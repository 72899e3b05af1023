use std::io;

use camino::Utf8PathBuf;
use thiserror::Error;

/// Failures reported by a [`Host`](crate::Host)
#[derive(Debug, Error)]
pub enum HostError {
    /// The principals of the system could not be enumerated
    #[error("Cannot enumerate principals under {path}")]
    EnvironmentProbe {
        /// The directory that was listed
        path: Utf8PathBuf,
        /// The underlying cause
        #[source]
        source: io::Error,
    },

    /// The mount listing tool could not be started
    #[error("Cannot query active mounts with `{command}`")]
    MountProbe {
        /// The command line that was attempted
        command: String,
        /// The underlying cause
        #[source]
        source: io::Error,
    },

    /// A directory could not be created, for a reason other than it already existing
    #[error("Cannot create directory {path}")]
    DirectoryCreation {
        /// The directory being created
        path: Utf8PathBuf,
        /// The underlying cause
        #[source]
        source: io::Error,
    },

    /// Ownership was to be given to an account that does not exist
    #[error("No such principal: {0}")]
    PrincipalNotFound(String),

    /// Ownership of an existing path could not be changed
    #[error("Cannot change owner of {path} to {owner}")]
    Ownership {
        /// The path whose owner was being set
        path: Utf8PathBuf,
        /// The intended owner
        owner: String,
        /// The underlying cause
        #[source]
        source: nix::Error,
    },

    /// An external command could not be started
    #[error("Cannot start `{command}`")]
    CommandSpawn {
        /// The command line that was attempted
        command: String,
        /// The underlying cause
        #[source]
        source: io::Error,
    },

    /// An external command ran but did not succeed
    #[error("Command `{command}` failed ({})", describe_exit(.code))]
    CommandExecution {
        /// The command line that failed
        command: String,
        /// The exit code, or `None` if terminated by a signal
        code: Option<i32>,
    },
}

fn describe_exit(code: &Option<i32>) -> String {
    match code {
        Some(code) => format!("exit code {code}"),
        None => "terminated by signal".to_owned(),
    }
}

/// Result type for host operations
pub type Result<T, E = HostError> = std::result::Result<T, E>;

* What is being asked:
Scan the material above for lines holding the string "that" and copy those lines.

* Answer for the task:
        /// The directory that was listed
        /// The command line that was attempted
    /// Ownership was to be given to an account that does not exist
        /// The command line that was attempted
        /// The command line that failed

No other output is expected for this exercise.